- [Work to be completed]: Lift out each line of the data that holds "rendered".

- [Material provided]:
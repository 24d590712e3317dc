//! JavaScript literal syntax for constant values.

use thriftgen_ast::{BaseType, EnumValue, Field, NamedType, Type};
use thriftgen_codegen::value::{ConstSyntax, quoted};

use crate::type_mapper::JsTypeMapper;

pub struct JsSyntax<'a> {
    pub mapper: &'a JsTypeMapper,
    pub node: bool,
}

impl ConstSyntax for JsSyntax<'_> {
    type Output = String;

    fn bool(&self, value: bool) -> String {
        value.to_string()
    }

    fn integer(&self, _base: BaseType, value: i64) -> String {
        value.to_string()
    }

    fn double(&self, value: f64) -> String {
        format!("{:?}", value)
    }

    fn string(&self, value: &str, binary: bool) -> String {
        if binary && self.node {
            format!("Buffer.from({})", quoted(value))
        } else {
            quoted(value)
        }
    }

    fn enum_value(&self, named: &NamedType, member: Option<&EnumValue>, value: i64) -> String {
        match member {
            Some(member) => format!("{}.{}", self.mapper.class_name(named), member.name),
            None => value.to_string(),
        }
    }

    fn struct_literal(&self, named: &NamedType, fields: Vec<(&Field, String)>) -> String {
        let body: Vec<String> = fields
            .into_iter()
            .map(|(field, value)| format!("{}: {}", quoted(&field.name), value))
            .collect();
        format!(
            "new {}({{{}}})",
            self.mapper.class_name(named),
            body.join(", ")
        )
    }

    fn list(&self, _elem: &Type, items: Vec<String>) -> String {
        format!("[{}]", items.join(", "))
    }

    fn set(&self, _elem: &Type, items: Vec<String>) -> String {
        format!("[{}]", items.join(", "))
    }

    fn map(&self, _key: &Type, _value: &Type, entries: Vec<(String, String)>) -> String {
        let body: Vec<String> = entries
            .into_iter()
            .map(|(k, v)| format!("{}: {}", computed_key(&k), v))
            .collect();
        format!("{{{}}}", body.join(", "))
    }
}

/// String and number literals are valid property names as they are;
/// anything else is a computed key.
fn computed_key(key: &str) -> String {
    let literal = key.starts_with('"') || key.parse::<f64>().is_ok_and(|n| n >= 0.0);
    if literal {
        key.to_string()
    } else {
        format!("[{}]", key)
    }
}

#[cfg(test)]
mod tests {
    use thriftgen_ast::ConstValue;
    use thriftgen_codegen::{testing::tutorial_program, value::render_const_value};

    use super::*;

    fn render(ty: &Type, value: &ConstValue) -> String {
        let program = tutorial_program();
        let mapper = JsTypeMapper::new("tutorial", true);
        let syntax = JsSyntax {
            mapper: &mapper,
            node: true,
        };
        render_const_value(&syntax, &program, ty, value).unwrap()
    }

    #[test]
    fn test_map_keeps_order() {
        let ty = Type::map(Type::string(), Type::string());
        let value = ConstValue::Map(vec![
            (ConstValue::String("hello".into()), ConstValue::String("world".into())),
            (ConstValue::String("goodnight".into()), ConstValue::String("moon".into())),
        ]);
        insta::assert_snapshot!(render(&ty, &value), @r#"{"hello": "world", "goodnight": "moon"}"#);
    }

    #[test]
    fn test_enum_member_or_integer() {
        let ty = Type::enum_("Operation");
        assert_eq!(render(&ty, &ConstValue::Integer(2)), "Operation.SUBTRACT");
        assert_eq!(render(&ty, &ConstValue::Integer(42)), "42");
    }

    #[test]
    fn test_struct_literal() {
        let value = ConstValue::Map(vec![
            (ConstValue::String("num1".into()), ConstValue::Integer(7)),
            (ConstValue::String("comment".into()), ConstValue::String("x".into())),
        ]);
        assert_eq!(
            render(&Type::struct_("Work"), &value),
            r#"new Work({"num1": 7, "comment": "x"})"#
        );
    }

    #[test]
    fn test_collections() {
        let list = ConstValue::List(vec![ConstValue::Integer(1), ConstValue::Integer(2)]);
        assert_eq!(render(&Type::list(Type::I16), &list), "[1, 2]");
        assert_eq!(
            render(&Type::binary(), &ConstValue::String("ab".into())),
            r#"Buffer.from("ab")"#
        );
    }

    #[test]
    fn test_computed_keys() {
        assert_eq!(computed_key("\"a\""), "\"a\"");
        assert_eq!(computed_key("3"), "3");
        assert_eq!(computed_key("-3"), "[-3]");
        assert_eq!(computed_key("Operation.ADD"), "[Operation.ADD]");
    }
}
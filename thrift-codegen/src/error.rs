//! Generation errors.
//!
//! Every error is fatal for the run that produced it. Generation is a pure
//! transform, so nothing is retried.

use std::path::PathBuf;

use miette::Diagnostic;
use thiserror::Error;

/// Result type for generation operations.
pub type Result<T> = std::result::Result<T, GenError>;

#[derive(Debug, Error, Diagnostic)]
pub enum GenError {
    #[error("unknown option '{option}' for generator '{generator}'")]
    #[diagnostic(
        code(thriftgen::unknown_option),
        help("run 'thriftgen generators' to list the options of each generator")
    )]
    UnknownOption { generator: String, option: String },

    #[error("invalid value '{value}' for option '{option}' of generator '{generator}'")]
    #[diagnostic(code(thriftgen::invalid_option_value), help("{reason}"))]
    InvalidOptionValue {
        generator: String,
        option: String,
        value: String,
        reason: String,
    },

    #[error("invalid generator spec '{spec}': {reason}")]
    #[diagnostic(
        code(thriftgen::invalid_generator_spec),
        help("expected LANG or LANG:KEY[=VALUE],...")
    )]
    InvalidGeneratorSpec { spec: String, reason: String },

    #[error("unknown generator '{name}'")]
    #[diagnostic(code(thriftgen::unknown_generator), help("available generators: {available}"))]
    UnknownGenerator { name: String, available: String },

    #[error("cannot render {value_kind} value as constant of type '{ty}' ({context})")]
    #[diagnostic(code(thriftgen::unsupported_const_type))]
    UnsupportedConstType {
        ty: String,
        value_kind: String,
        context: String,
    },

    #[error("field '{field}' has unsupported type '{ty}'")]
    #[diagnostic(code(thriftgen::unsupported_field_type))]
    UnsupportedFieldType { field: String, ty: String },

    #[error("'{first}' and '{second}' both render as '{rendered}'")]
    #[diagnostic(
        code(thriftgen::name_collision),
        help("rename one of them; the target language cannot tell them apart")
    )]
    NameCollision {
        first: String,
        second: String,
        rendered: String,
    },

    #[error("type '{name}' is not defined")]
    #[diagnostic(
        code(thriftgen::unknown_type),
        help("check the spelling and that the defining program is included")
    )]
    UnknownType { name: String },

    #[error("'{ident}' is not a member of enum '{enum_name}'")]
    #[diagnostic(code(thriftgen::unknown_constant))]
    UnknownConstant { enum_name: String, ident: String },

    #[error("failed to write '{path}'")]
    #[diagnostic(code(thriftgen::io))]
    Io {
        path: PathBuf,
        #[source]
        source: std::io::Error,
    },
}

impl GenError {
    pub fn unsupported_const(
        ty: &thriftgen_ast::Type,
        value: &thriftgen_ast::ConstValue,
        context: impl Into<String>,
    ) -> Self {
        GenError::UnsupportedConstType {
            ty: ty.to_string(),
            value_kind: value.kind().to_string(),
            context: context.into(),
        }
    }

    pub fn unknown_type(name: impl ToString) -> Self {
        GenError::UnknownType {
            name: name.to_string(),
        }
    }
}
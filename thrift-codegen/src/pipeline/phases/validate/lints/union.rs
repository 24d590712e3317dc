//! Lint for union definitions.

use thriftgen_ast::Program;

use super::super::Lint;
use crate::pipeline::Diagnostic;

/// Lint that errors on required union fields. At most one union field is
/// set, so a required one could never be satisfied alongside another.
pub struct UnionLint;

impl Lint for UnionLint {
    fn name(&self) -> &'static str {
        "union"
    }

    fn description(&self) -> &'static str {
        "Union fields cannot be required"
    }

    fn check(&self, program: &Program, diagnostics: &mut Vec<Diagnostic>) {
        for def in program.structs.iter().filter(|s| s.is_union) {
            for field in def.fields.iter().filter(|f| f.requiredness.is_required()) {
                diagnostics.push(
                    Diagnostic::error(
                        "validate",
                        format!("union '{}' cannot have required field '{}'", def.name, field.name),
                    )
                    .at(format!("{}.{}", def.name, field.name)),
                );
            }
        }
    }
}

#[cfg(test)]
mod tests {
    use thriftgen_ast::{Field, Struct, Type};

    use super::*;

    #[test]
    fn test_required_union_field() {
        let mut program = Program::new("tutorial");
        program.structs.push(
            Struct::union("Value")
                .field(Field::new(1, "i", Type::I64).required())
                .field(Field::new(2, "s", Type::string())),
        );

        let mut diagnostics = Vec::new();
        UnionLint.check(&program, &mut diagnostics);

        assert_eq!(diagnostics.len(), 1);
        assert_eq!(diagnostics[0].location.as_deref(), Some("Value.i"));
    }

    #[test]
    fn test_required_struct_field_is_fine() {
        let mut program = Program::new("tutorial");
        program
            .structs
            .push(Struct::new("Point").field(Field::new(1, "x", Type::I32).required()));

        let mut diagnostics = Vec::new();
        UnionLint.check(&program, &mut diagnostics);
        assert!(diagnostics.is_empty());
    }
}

* * *

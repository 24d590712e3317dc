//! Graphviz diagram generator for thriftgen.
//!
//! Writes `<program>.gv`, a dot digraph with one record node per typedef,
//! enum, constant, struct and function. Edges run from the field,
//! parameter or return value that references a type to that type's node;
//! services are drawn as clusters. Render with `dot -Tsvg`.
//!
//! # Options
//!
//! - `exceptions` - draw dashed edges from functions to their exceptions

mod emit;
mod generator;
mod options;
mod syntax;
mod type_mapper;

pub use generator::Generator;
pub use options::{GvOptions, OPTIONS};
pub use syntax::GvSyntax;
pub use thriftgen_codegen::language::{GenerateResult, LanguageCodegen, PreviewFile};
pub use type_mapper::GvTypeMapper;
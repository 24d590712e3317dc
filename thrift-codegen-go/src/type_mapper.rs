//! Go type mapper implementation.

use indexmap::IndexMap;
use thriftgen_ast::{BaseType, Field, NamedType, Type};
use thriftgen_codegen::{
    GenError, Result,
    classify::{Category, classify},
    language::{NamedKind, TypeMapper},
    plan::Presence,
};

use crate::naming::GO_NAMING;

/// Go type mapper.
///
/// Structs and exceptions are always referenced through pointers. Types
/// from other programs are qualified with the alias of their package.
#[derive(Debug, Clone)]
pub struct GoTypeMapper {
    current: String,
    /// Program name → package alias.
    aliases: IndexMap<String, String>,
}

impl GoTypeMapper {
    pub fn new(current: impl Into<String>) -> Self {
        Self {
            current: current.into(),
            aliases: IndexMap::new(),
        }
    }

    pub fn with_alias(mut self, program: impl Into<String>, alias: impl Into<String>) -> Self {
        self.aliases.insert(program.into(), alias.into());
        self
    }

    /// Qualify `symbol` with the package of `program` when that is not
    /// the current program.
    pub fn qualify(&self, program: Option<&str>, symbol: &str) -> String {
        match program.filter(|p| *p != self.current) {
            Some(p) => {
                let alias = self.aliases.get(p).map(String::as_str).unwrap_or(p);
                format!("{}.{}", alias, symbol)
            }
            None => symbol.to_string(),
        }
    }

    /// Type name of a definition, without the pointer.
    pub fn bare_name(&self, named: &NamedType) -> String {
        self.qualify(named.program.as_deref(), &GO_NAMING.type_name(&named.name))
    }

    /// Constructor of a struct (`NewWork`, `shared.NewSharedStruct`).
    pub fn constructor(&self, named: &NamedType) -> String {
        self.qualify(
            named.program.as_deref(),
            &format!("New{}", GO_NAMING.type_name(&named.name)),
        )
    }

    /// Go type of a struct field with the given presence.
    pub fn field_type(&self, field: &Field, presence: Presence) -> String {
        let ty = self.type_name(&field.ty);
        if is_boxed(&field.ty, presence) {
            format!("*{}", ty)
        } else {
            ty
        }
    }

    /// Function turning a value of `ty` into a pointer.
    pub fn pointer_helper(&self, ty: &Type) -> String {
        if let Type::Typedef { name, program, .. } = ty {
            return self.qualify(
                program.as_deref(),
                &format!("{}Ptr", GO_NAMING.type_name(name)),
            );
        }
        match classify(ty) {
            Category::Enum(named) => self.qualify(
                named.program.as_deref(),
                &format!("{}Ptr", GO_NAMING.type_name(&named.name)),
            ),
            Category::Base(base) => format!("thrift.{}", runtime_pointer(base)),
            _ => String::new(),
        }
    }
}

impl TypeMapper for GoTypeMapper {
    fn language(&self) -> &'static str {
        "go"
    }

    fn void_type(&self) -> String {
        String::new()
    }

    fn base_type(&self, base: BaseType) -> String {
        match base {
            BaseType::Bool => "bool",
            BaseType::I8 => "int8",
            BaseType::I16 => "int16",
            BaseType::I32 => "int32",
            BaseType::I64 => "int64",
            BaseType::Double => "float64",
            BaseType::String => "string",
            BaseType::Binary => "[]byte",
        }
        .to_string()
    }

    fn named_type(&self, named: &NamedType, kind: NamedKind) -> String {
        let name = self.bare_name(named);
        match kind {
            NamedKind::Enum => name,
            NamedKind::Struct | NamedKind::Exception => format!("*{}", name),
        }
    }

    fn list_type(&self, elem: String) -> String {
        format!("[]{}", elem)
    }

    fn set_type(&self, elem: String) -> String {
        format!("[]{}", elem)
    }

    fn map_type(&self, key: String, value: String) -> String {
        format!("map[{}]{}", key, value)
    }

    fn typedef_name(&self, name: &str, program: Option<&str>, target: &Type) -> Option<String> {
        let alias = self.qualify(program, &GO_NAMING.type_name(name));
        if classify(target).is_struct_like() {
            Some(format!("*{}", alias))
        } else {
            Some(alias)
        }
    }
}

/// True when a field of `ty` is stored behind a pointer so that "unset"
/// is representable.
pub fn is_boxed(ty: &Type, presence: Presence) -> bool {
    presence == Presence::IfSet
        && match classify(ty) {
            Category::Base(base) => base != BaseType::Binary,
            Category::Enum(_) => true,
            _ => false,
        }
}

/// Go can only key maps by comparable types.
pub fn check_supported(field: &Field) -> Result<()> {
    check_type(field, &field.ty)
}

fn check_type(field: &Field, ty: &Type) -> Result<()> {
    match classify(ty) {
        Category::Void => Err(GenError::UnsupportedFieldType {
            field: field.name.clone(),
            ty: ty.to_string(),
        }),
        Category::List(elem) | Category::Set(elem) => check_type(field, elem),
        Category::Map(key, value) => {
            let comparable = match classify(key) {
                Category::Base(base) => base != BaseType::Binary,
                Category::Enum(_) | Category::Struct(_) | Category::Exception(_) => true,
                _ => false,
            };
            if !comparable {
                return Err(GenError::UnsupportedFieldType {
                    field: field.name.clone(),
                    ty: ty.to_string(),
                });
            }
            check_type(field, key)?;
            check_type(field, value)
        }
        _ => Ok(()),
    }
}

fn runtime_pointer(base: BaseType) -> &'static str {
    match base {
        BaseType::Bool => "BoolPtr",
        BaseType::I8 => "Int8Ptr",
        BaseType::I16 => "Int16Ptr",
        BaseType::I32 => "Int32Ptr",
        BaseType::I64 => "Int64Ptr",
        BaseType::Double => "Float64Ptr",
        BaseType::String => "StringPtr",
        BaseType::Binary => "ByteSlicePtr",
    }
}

- [Response to the exercise]:
    #[error("'{first}' and '{second}' both render as '{rendered}'")]
        rendered: String,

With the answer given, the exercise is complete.